Dorcas Shola Fapson best known as Ms DSF, is a Nigerian actress, DJ and presenter, known for her role as Sophie in MTV's Shuga. In 2020, she returned to the Shuga series as it dealt with COVID-19 issues, with the actors doing the filming over several African countries.

== Early life, education and career ==
Fapson was born in London. Her mother died when she was 14 and she completed her first degree in Criminology in England. She then went on to study acting in New York.

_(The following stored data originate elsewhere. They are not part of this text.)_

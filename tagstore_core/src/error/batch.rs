//! Batch creation error types

use thiserror::Error;

/// Errors raised by ordered batch creation
#[derive(Error, Debug)]
pub enum BatchError {
    /// A fail-fast batch stopped at the first failing name
    #[error(
        "Batch aborted at '{failed_name}' (position {position}) after {completed} tag(s) were created: {source}"
    )]
    Aborted {
        failed_name: String,
        position: usize,
        completed: usize,
        #[source]
        source: Box<super::Error>,
    },
}

impl BatchError {
    /// Create an aborted batch error
    pub fn aborted(
        failed_name: &str,
        position: usize,
        completed: usize,
        source: super::Error,
    ) -> Self {
        Self::Aborted {
            failed_name: failed_name.to_string(),
            position,
            completed,
            source: Box::new(source),
        }
    }
}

She has appeared in series 3 of MTV Shuga as 'Sophie' and she was the presenter of "The Juice" an interview series for NdaniTV.

She returned to her role as medical expert "Sophie" when MTV Shuga went into a mini-series titled MTV Shuga Alone Together highlighting the COVID-19 pandemic. The series was written by Tunde Aladese and broadcast for several nights - its backers include the United Nations. The series was based in Nigeria, South Africa, Kenya and Côte d'Ivoire and the story progressed using on-line conversations between the characters. All of the filming was done by the actors who included Mohau Cele, Lerato Walaza, Sthandiwe Kgoroge, Uzoamaka Aniunoh, Mamarumo Marokane and Jemima Osunde.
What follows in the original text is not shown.